#### Entries shown
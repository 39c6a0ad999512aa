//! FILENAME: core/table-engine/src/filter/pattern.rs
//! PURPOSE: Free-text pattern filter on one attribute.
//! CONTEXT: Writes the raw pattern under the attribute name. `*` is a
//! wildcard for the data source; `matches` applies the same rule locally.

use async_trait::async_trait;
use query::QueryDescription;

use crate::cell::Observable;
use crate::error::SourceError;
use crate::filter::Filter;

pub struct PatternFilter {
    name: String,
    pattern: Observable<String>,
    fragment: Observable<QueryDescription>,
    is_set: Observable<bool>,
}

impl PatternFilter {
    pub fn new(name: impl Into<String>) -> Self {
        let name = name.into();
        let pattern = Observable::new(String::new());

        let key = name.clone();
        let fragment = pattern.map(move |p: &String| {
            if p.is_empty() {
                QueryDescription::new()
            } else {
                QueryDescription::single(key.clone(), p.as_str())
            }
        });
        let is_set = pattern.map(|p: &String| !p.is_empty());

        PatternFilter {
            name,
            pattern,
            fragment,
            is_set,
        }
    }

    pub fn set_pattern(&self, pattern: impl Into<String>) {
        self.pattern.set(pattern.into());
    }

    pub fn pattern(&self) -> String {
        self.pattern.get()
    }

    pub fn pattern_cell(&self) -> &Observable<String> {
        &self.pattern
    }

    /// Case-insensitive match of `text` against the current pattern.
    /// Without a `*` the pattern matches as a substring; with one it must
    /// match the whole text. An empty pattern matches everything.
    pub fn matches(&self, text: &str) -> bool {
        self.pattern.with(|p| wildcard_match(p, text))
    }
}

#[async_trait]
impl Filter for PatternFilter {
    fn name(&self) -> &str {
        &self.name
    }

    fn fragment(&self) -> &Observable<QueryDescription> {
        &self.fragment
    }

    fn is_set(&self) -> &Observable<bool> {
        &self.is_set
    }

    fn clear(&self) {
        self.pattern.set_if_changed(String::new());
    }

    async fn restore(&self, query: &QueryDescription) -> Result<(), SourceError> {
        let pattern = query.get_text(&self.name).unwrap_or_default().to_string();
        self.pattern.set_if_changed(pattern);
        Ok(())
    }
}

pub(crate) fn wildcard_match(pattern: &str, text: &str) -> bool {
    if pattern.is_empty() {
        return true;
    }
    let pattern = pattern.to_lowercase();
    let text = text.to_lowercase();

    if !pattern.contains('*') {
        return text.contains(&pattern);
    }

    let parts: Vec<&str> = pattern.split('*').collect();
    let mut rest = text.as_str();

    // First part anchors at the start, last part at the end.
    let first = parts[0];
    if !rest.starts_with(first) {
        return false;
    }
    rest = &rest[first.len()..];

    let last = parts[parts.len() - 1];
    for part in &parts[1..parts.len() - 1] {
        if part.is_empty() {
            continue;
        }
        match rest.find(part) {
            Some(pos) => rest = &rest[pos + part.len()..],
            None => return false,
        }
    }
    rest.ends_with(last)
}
* * *
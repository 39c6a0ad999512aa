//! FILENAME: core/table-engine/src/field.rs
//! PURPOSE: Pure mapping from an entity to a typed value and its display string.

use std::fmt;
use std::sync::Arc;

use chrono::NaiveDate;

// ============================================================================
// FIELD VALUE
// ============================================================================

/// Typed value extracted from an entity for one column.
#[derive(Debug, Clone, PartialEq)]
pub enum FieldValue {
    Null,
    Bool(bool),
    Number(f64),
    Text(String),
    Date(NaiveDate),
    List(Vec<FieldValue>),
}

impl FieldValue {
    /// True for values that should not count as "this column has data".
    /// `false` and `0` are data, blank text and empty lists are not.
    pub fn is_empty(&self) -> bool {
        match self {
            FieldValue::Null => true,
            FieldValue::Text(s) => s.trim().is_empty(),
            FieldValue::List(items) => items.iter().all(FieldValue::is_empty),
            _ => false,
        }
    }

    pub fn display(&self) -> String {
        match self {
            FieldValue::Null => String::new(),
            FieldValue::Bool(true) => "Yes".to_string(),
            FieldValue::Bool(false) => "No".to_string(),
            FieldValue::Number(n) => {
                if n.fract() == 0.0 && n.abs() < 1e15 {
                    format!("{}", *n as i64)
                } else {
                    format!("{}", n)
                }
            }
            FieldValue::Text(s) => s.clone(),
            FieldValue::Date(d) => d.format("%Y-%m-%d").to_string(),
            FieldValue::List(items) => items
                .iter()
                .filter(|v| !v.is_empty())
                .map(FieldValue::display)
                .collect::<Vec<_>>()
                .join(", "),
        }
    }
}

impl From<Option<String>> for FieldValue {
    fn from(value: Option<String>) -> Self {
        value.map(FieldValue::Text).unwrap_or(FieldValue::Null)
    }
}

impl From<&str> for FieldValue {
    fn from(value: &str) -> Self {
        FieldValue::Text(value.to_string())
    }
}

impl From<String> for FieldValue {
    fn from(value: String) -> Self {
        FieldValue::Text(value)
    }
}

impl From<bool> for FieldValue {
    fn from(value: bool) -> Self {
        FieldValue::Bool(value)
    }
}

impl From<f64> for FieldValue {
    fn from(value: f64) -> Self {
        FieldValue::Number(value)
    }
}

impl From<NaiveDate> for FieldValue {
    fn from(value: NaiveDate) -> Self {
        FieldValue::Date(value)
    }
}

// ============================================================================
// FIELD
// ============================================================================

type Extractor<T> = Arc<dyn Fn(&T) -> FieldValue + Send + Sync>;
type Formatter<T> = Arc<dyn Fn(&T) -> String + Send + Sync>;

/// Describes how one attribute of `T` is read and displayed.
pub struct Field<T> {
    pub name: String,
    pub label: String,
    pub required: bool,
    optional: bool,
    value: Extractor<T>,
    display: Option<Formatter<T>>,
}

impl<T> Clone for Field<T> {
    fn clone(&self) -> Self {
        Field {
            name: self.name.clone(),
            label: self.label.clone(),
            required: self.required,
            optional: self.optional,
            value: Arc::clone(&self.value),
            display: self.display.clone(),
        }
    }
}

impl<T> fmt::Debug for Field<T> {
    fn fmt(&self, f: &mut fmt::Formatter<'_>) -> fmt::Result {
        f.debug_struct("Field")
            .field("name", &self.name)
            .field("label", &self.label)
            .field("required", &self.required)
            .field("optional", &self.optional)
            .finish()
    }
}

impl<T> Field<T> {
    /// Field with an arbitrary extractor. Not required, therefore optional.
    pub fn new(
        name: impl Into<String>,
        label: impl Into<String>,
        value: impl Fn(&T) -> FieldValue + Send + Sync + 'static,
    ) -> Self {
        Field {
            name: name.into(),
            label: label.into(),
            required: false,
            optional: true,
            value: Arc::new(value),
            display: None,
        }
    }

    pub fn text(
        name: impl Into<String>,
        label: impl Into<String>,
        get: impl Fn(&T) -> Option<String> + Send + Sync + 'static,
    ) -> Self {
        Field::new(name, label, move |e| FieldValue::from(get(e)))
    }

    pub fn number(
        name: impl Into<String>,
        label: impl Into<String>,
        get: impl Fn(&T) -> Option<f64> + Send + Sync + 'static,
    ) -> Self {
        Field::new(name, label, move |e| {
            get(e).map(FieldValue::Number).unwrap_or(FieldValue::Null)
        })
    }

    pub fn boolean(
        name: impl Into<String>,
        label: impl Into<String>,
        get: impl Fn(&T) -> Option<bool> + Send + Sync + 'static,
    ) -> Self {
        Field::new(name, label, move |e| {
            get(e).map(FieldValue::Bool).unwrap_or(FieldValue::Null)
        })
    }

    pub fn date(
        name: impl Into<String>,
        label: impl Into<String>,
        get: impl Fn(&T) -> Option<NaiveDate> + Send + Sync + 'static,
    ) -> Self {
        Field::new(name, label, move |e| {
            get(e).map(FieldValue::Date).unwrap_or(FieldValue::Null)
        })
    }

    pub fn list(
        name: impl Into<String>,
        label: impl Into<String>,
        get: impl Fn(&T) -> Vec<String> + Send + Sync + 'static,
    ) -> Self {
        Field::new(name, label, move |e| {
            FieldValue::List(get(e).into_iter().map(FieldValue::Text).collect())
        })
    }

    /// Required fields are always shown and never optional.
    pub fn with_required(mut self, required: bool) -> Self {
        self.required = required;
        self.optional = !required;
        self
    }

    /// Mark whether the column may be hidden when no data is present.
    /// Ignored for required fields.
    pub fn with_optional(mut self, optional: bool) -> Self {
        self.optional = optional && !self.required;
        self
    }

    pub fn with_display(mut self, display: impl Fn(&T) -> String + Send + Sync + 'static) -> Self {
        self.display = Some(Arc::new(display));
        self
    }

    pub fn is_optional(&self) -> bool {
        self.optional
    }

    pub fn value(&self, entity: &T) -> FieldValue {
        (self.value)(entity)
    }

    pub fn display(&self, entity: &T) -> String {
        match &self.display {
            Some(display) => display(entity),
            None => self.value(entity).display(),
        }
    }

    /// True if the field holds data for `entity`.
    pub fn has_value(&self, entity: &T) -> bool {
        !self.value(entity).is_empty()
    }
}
* * *
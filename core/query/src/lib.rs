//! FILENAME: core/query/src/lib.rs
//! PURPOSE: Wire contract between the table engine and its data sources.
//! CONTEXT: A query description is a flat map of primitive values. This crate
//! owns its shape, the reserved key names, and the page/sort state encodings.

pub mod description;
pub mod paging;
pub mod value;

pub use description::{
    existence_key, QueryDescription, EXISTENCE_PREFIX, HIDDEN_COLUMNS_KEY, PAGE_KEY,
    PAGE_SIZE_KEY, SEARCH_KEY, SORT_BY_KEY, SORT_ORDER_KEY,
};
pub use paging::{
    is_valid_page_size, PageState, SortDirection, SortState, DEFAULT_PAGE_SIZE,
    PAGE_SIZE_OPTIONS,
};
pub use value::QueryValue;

#### Description of the task
The reply should hold only how many lines in the material include the word "fields".

#### Task answer
2